Uncertainty and Variability
The majority of non-OB/Gyn physicians (n = 7, 87%) reported uncertainty regarding current guidelines for the evaluation of PPMB. This included the correct order of operation of diagnostic steps, which diagnostic modalities to select, and which endometrial thickness cutoff on ultrasound should trigger endometrial tissue sampling. Despite these uncertainties, most did not routinely reference guidelines during their evaluation, but viewed their role as obtaining the most information possible prior to referring to OB/Gyn. For some physicians, this meant obtaining both an ultrasound and biopsy at the same time, while for others it meant referring immediately to OB/Gyn. One emergency medicine physician stated, “Honestly, I haven’t looked at [the] ACOG guidelines in quite some time. . .the red flag if postmenopausal bleeding and we refer on.” All OB/Gyn physicians referenced the American College of Obstetricians and Gynecologists (ACOG) guidelines as the standard of care.
The relative importance of national guidelines varied among physicians depending on their institutional setting. Physicians working at centralized health systems (e.g., VA) or in the emergency room prioritized use of institutional guidelines over guidelines from national societies.
Skepticism of Universal Applicability
Physicians knowledgeable about nationally available guidelines expressed concern that they were not effective in all groups of patients. Physicians of all specialties reported more uncertainty in evaluating perimenopausal, versus postmenopausal, patients. All OB/Gyn physicians stated that the guidelines for ultrasound in the evaluation of PPMB were not effective for Black patients or those with high-risk endometrial cancers. One OB/Gyn summarized, “There is a reasonable body of literature that suggests that the ultrasound thickness that is sort of recommended by ACOG may not perform equitably amongst different cohorts of patients, namely white individuals with uteri versus Black individuals with uteri.”
Due to the lack of clarity in perimenopausal patients and lack of efficacy in high-risk patients, the guidelines were viewed as insufficient for informed physicians.
Theme 2: Racial Disparities in Endometrial Cancer
Uncertainty and speculation regarding racial disparities in EC—both in diagnosis and outcomes—were major themes. Among physicians with knowledge, a theme of multi-level contributors to racial disparities emerged.
Uncertainty and Speculation
Nearly half of physicians (n = 5, 42%) reported a lack of firm knowledge regarding racial disparities in endometrial cancer diagnosis. Many of these physicians offered speculated potential contributors. One internal medicine physician stated:
I actually don’t know the data around racial disparities in endometrial cancer. I would imagine there are probably some barriers with. . .priorities or patient’s willingness to, number one, bring up concerns about this and comfort with discussing with their physicians their concerns about their gynecologic health and maybe some different kind of positive beliefs around cancer detection and treatment.

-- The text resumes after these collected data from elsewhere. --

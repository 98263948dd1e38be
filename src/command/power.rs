// SPDX-License-Identifier: MPL-2.0
// This Source Code Form is subject to the terms of the Mozilla Public
// License, v. 2.0. If a copy of the MPL was not distributed with this
// file, You can obtain one at https://mozilla.org/MPL/2.0/.

//! On-grid power limit commands.

use crate::command::Command;
use crate::protocol::Endpoint;
use crate::types::PowerLimit;

/// Command to read or write the on-grid power limit.
///
/// A [`PowerLimit`] is validated on construction, so a `Set` command can
/// only ever carry a value the device accepts.
///
/// # Examples
///
/// ```
/// use ezhi_local::command::{Command, PowerCommand};
/// use ezhi_local::protocol::Endpoint;
/// use ezhi_local::types::PowerLimit;
///
/// let get = PowerCommand::Get;
/// assert_eq!(get.endpoint(), Endpoint::Power);
/// assert!(get.query().is_empty());
///
/// let set = PowerCommand::Set(PowerLimit::new(600).unwrap());
/// assert_eq!(set.query(), vec![("p", "600".to_string())]);
/// ```
#[derive(Debug, Clone, Copy, PartialEq, Eq)]
pub enum PowerCommand {
    /// Query the current setting.
    Get,
    /// Write a new setting.
    Set(PowerLimit),
}

impl PowerCommand {
    /// Creates a command writing `limit`.
    #[must_use]
    pub const fn set(limit: PowerLimit) -> Self {
        Self::Set(limit)
    }
}

impl Command for PowerCommand {
    fn endpoint(&self) -> Endpoint {
        match self {
            Self::Get => Endpoint::Power,
            Self::Set(_) => Endpoint::SetPower,
        }
    }

    fn query(&self) -> Vec<(&'static str, String)> {
        match self {
            Self::Get => Vec::new(),
            Self::Set(limit) => vec![("p", limit.watts().to_string())],
        }
    }
}
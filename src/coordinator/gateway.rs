// SPDX-License-Identifier: MPL-2.0
// This Source Code Form is subject to the terms of the Mozilla Public
// License, v. 2.0. If a copy of the MPL was not distributed with this
// file, You can obtain one at https://mozilla.org/MPL/2.0/.

//! Power-limit writes.

use tracing::{info, warn};

use super::poller::record;
use super::{Coordinator, SectionKind, Shared};
use crate::command::PowerCommand;
use crate::error::{Error, Result};
use crate::protocol::{Endpoint, Transport};
use crate::response::{CommandAck, PowerSetting};
use crate::types::PowerLimit;

impl<T: Transport> Coordinator<T> {
    /// Sets the on-grid power limit, in watts.
    ///
    /// The value is validated before anything is sent. After the device
    /// acknowledges the write, the current limit is read back and published
    /// so subscribers see the confirmed setting without waiting for the next
    /// tick. The regular schedule is not moved.
    ///
    /// The write waits for any in-flight power fetch to finish, and a power
    /// tick that fires during the write is skipped.
    ///
    /// # Errors
    ///
    /// - `Error::Value` if `watts` is outside `[-1200, 1200]`; no request is made.
    /// - `Error::Transport` if the write request fails.
    /// - `Error::Decode` if the acknowledgement cannot be read.
    /// - `Error::CommandRejected` if the device answers with anything but success.
    ///
    /// A failure of the read-back does not fail the write; it is recorded on
    /// the power-limit section like any other fetch failure.
    pub async fn set_power_limit(&self, watts: i32) -> Result<PowerLimit> {
        let limit = PowerLimit::new(watts)?;
        self.shared.write_power_limit(limit).await?;
        Ok(limit)
    }
}

impl<T: Transport> Shared<T> {
    async fn write_power_limit(&self, limit: PowerLimit) -> Result<()> {
        let _claim = self.slot(SectionKind::Power).claim().await;

        info!(watts = limit.watts(), "Setting power limit");
        let payload = self.request(&PowerCommand::set(limit)).await?;
        let ack = CommandAck::decode(&payload)?;
        if !ack.is_success() {
            warn!(
                watts = limit.watts(),
                message = ack.message(),
                "Device rejected power limit"
            );
            return Err(Error::CommandRejected(ack.message().to_string()));
        }

        let confirmed = self.read(PowerCommand::Get, PowerSetting::decode).await;
        self.merge(|state, stamp, failures| {
            record(
                SectionKind::Power,
                Endpoint::Power,
                state.power_limit_mut(),
                confirmed,
                stamp,
                failures,
            );
        });
        Ok(())
    }
}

Speculated contributors to endometrial cancer disparities in diagnosis were heavily weighted towards patient-level factors, with a minority focusing on physician-level or systems-level issues such as access to care.
Half of all physicians (n = 6, 50%) reported sufficient knowledge to discuss racial disparities in EC outcomes. Internal medicine, family medicine, and emergency medicine physicians were less likely to endorse knowledge of racial disparities in EC compared to OB/Gyn physicians.
Accumulating Barriers to Accessing Care
Among physicians with knowledge of racial disparities in EC, decreased access to care was the most frequently mentioned contributor. Delayed symptom disclosure was frequently mentioned as a contributor to delay in accessing care. This was thought to stem from a combination of misinterpretation of symptoms as not bothersome as well as a history of normalization of bleeding by physicians throughout the reproductive life cycle. One OB/Gyn physician summarized,
I’ve heard a lot from Black women who I’ve diagnosed with uterine cancer. . .that they had irregular bleeding their whole life. . .when they got to the end of their reproductive cycle or lifespan, their bleeding was irregular again, but it felt similar to everything they had in their life and so they didn’t know that it was abnormal because probably we never as a medical profession listened enough earlier.
Two physicians mentioned that low rates of Black physicians, leading to physician-patient race discordance, added another hurdle for accessing care. Medical distrust also contributed to delayed reporting of symptoms and decreased access.
Finally, community- and systems-level factors contributed to access barriers for Black patients. Neighborhood/place of residence and distance to reach care were seen as access barriers, with one emergency medicine physician stating, “I would say generally that my concern is that access to care falls on racial and economic boundaries, and also other access problems to care, and mobility issues. . .my thought is that any barrier to care is a problem.” Barriers accumulated on multiple levels to make care access more challenging for Black patients with EC.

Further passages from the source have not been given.